# Maddie-Centre Hall, PA-Fear of Strangers...



## GoldenJoyx'stwo (Feb 25, 2007)

Now this is just sad. Is this a no kill shelter Karen? There's a sentence that concerns me.


----------



## Old Gold Mum2001 (Feb 25, 2007)

Kimm said:


> Now this is just sad. Is this a no kill shelter Karen? There's a sentence that concerns me.


Yup, agreeing with ya on that one


----------



## Karen519 (Aug 21, 2006)

*Kimm*

Kimm:

I don't know if it is a no kill shelter or not.

What sentence concerns you?


----------



## hgatesy (Feb 14, 2007)

No, it is not a no-kill shelter... this is the SPCA in my area. I don't believe they euthanize as often as other places... it's a pretty rural area, and every time I've been there they have empty kennels. However if this is the same girl I saw about two weeks ago when Andy and I stopped over she might very well be in danger. She was acting extremelly aggressive towards us as we stood at her cage. I couldn't even read about her from the paper on her kennel door, as she was going after me through the fence. To be honest... not many dogs scare me, but she did. I think if this is the same dog they shouldn't be describing it as mild aggression. I wonder how she is with the staff. 

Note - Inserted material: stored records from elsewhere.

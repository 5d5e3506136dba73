//! Data structures for Lanai.
//!
//! This module contains the prefix trie that backs autocomplete. It is
//! synchronous and free of I/O; everything above it (catalog loading,
//! sessions, the CLI) only talks to it through [`Trie`].

pub mod trie;

// Re-export common data structures
pub use trie::{Trie, TrieNode, TriePath, Walk};
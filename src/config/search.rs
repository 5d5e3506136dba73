//! Search configuration module.
//!
//! Controls the initial query and how many suggestions are displayed.

use super::{ConfigResult, Validate};
use crate::error::config::ConfigError;
use serde::{Deserialize, Serialize};

/// Upper bound for `max_suggestions`.
const MAX_SUGGESTIONS_LIMIT: usize = 10_000;

/// Search configuration.
#[derive(Debug, Clone, Serialize, Deserialize)]
pub struct SearchConfig {
    /// Term preloaded into a new search session
    pub initial_term: String,

    /// Maximum number of suggestions to display (0 for unlimited)
    pub max_suggestions: usize,
}

impl Default for SearchConfig {
    fn default() -> Self {
        Self {
            initial_term: "App".to_string(),
            max_suggestions: 0,
        }
    }
}

impl SearchConfig {
    /// Returns the display limit, or `None` when unlimited.
    pub fn limit(&self) -> Option<usize> {
        (self.max_suggestions > 0).then_some(self.max_suggestions)
    }
}

impl Validate for SearchConfig {
    fn validate(&self) -> ConfigResult<()> {
        if self.max_suggestions > MAX_SUGGESTIONS_LIMIT {
            return Err(ConfigError::ValueOutOfRange {
                key: "search.max_suggestions".to_string(),
                message: format!("must be at most {MAX_SUGGESTIONS_LIMIT}"),
            });
        }

        Ok(())
    }
}
use std::sync::Arc;
use tracing_subscriber::{fmt, prelude::*, EnvFilter};

use house_patch::config::ServiceConfig;
use house_patch::domain::house::{HouseService, HouseUpdate, UpdateOutcome};
use house_patch::metrics::{self, Metrics};
use house_patch::patch::{OperationRecord, PatchDocument};
use house_patch::store::seed::{HOMELESS_HOUSE_ID, SECOND_HOUSE_ID};
use house_patch::store::{seeded_houses, InMemoryHouseStore};

#[tokio::main]
async fn main() -> anyhow::Result<()> {
    // Initialize structured logging with environment-based filtering
    // Default to INFO level, can be overridden with RUST_LOG env var
    // Example: RUST_LOG=debug cargo run
    tracing_subscriber::registry()
        .with(fmt::layer().with_target(true).with_thread_ids(true))
        .with(
            EnvFilter::try_from_default_env()
                .unwrap_or_else(|_| EnvFilter::new("info,house_patch=debug")),
        )
        .init();

    tracing::info!("🚀 Starting House Patch Demo");

    // === 1. Configuration and metrics ===
    let config = ServiceConfig::from_env()?;
    tracing::info!(
        max_patch_operations = config.max_patch_operations,
        "Loaded service configuration"
    );

    let metrics = Arc::new(Metrics::new()?);
    tracing::info!("📊 Metrics registry created with {} metrics", metrics.registry().gather().len());

    // === 2. Seed the in-memory store ===
    let store = Arc::new(InMemoryHouseStore::with_houses(seeded_houses()?));
    let service = HouseService::new(store.clone(), config).with_metrics(metrics.clone());

    for item in service.list_houses().await? {
        tracing::info!(house_id = %item.id, name = %item.name, "Seeded house");
    }

    // === 3. Patch documents ===
    let requests = vec![
        (
            "replace street",
            SECOND_HOUSE_ID,
            PatchDocument::new(vec![OperationRecord::replace(
                "/address/street",
                "New street name",
            )]),
        ),
        (
            "append room",
            SECOND_HOUSE_ID,
            PatchDocument::from_json(
                r#"[{"op": "add", "path": "/rooms/-", "value": {"name": "Room1", "color": "Red", "area": 12.2}}]"#,
            )?,
        ),
        (
            "street of a house without address",
            HOMELESS_HOUSE_ID,
            PatchDocument::new(vec![OperationRecord::replace("/address/street", "Nowhere")]),
        ),
        (
            "guarded rename",
            SECOND_HOUSE_ID,
            PatchDocument::new(vec![
                OperationRecord::test("/color", "Red"),
                OperationRecord::replace("/name", "Renamed House"),
            ]),
        ),
        (
            "unknown house",
            uuid::Uuid::new_v4(),
            PatchDocument::new(vec![OperationRecord::remove("/area")]),
        ),
    ];

    for (label, id, patch) in requests {
        let outcome = UpdateOutcome::from_result(service.update_by_patch(Some(patch), id).await)?;
        tracing::info!(
            request = label,
            applied = outcome.is_applied(),
            outcome = %serde_json::to_string(&outcome)?,
            "Patch request handled"
        );
    }

    // === 4. Replacement document ===
    let outcome = UpdateOutcome::from_result(
        service
            .update_by_replacement(
                Some(HouseUpdate {
                    name: "Second House".to_string(),
                    color: "Blue".to_string(),
                    area: 30.0,
                }),
                SECOND_HOUSE_ID,
            )
            .await,
    )?;
    tracing::info!(outcome = %serde_json::to_string(&outcome)?, "Replacement request handled");

    let house = service.get_house_by_id(SECOND_HOUSE_ID).await?;
    tracing::info!(house = %serde_json::to_string_pretty(&house)?, "✅ Final state");
    tracing::info!(persisted = store.persist_count(), "Store writes");

    // === 5. Dump metrics ===
    println!("{}", metrics::render(metrics.registry())?);

    tracing::info!("🎉 Demo complete!");

    Ok(())
}
// Private module declaration
mod export;

use prometheus::{Histogram, HistogramOpts, IntCounterVec, Opts, Registry};

// Re-export for public API
pub use export::render;

// ============================================================================
// Metrics Module - Prometheus metrics for the update use cases
// ============================================================================
//
// Provides metrics for:
// - Update requests by style (patch, replacement) and outcome
// - Patch engine failures by error kind
// - Applied operations by kind and patch document sizes
//
// All metrics are registered with a private Registry and can be rendered in
// the Prometheus text format with `render`.
// ============================================================================

/// Central metrics registry for the house update service
pub struct Metrics {
    registry: Registry,

    // Use case outcomes
    pub house_updates: IntCounterVec,

    // Patch engine
    pub patch_engine_failures: IntCounterVec,
    pub patch_operations_applied: IntCounterVec,
    pub patch_document_size: Histogram,
}

impl Metrics {
    pub fn new() -> anyhow::Result<Self> {
        let registry = Registry::new();

        let house_updates = IntCounterVec::new(
            Opts::new("house_updates_total", "Total house update requests by style and outcome"),
            &["style", "outcome"],
        )?;
        registry.register(Box::new(house_updates.clone()))?;

        let patch_engine_failures = IntCounterVec::new(
            Opts::new("patch_engine_failures_total", "Patch documents rejected by the engine"),
            &["kind"],
        )?;
        registry.register(Box::new(patch_engine_failures.clone()))?;

        let patch_operations_applied = IntCounterVec::new(
            Opts::new(
                "patch_operations_applied_total",
                "Operations of successfully applied patch documents",
            ),
            &["op"],
        )?;
        registry.register(Box::new(patch_operations_applied.clone()))?;

        let patch_document_size = Histogram::with_opts(
            HistogramOpts::new("patch_document_operations", "Operations per patch document")
                .buckets(vec![1.0, 2.0, 5.0, 10.0, 25.0, 50.0, 100.0, 250.0]),
        )?;
        registry.register(Box::new(patch_document_size.clone()))?;

        Ok(Self {
            registry,
            house_updates,
            patch_engine_failures,
            patch_operations_applied,
            patch_document_size,
        })
    }

    /// Get the Prometheus registry for exporting metrics
    pub fn registry(&self) -> &Registry {
        &self.registry
    }

    /// Helper to record the outcome of an update request
    pub fn record_update(&self, style: &str, outcome: &str) {
        self.house_updates.with_label_values(&[style, outcome]).inc();
    }

    /// Helper to record an engine rejection
    pub fn record_engine_failure(&self, kind: &str) {
        self.patch_engine_failures.with_label_values(&[kind]).inc();
    }

    /// Helper to record the operations of an applied document
    pub fn record_applied_operations<'a>(&self, ops: impl IntoIterator<Item = &'a str>) {
        let mut count = 0u32;
        for op in ops {
            self.patch_operations_applied.with_label_values(&[op]).inc();
            count += 1;
        }
        self.patch_document_size.observe(f64::from(count));
    }
}

#[cfg(test)]
mod tests {
    use super::*;

    #[test]
    fn test_metrics_creation() {
        let metrics = Metrics::new().unwrap();
        metrics.record_update("patch", "applied");
        assert!(!metrics.registry.gather().is_empty());
    }

    #[test]
    fn test_record_update() {
        let metrics = Metrics::new().unwrap();
        metrics.record_update("patch", "applied");
        metrics.record_update("patch", "applied");
        metrics.record_update("replacement", "not_found");

        let gathered = metrics.registry.gather();
        let updates = gathered.iter().find(|m| m.name() == "house_updates_total").unwrap();
        assert_eq!(updates.metric.len(), 2); // Two label combinations
        assert_eq!(
            metrics.house_updates.with_label_values(&["patch", "applied"]).get(),
            2
        );
    }

    #[test]
    fn test_record_engine_failure() {
        let metrics = Metrics::new().unwrap();
        metrics.record_engine_failure("unresolvable");

        assert_eq!(
            metrics.patch_engine_failures.with_label_values(&["unresolvable"]).get(),
            1
        );
    }

    #[test]
    fn test_record_applied_operations() {
        let metrics = Metrics::new().unwrap();
        metrics.record_applied_operations(["replace", "add", "replace"]);

        assert_eq!(
            metrics.patch_operations_applied.with_label_values(&["replace"]).get(),
            2
        );
        assert_eq!(metrics.patch_document_size.get_sample_count(), 1);
        assert_eq!(metrics.patch_document_size.get_sample_sum(), 3.0);
    }
}
use anyhow::{Context, Result};

// ============================================================================
// Service Configuration
// ============================================================================

pub const MAX_PATCH_OPERATIONS_ENV: &str = "HOUSE_PATCH_MAX_OPERATIONS";

#[derive(Debug, Clone, PartialEq, Eq)]
pub struct ServiceConfig {
    /// Patch documents with more operations are rejected as malformed
    pub max_patch_operations: usize,
}

impl Default for ServiceConfig {
    fn default() -> Self {
        Self {
            max_patch_operations: 256,
        }
    }
}

impl ServiceConfig {
    /// Defaults overridden by environment variables
    pub fn from_env() -> Result<Self> {
        Self::from_lookup(|key| std::env::var(key).ok())
    }

    fn from_lookup(lookup: impl Fn(&str) -> Option<String>) -> Result<Self> {
        let mut config = Self::default();

        if let Some(raw) = lookup(MAX_PATCH_OPERATIONS_ENV) {
            config.max_patch_operations = raw
                .trim()
                .parse()
                .with_context(|| format!("Invalid {}: {:?}", MAX_PATCH_OPERATIONS_ENV, raw))?;
        }

        Ok(config)
    }
}

#[cfg(test)]
mod tests {
    use super::*;

    #[test]
    fn test_defaults_without_env() {
        let config = ServiceConfig::from_lookup(|_| None).unwrap();
        assert_eq!(config, ServiceConfig::default());
        assert_eq!(config.max_patch_operations, 256);
    }

    #[test]
    fn test_max_operations_override() {
        let config = ServiceConfig::from_lookup(|key| {
            (key == MAX_PATCH_OPERATIONS_ENV).then(|| " 12 ".to_string())
        })
        .unwrap();
        assert_eq!(config.max_patch_operations, 12);
    }

    #[test]
    fn test_invalid_override_is_an_error() {
        let err = ServiceConfig::from_lookup(|_| Some("many".to_string())).unwrap_err();
        assert!(err.to_string().contains(MAX_PATCH_OPERATIONS_ENV));
    }
}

Karen did you e-mail the golden retriever rescue in Centre Hall? If not, I'll e-mail them and tell them she's there. I'm sure they already know... I think their pretty good about that, as their in the same area, but just to make sure.


----------



## Karen519 (Aug 21, 2006)

*Hgatesy*

Hgatesy:

No I did not e-mail the rescue. Would you e-mail them-sounds like you know more about her.

Poor girl..


----------



## hgatesy (Feb 14, 2007)

Okay... done!


----------



## Karen519 (Aug 21, 2006)

*Hgatesy*

Hgatesy:

Just saw your post about the 25 dogs in TN and one of the girls is coming to PA. I watched the video and they said Elizabeth was coming to PA, so maybe that will be your girl!!!


----------



## Karen519 (Aug 21, 2006)

*Hgatesy*

Hgatesy:

Did you ever hear again from the couple how MD (Lucy) is doing?
http://www.rescuecentral.info/phpBB2/viewtopic.php?p=3624#3624


----------



## hgatesy (Feb 14, 2007)

You know I did... and I actually stopped and visited her last Sunday when I had Parker in Maryland for a rally trial. She looked great. I don't know what was going on with the wanting to return her then the next day fighting to keep her. I guess realizing that she's never going to be a "normal" dog. (whatever that is anyway) I think it finally set in that she's always going to have issues and the women had doubts if she could deal with it. Then whatever changed her mind back I'll never know. But... when I stopped MD looked wonderful, healthy and they talked very highly of her and it sounded like they fully intend to keep her and work on things. I'm happy, as long as she's safe and happy. She looked happy! It's hard not to be so protective of her just because she's so timid. She's like a fragile little baby... I think that's why I act like an overprotective mom. 
So, hopefully this really is her forever home and she'll live out her life there being loved. 

I'll have to watch that video again and look for Elizabeth. I know two are coming... I think Milly is the other one. We're taking one and Tammy is taking the other. There's so many of them, huh? Breaks my heart!!


----------



## GoldenJoyx'stwo (Feb 25, 2007)

Goodness, how is the staff taking care of this girl? I hope they have gotten this dog evaluated before it's placed in a home. Honestly, what was said in the description, really got my attention.


----------



## Old Gold Mum2001 (Feb 25, 2007)

Kimm said:


> Goodness, how is the staff taking care of this girl? I hope they have gotten this dog evaluated before it's placed in a home. Honestly, what was said in the description, really got my attention.


I'm atleast glad they are saying something about, tho I wish it more was being said about her aggressions.


----------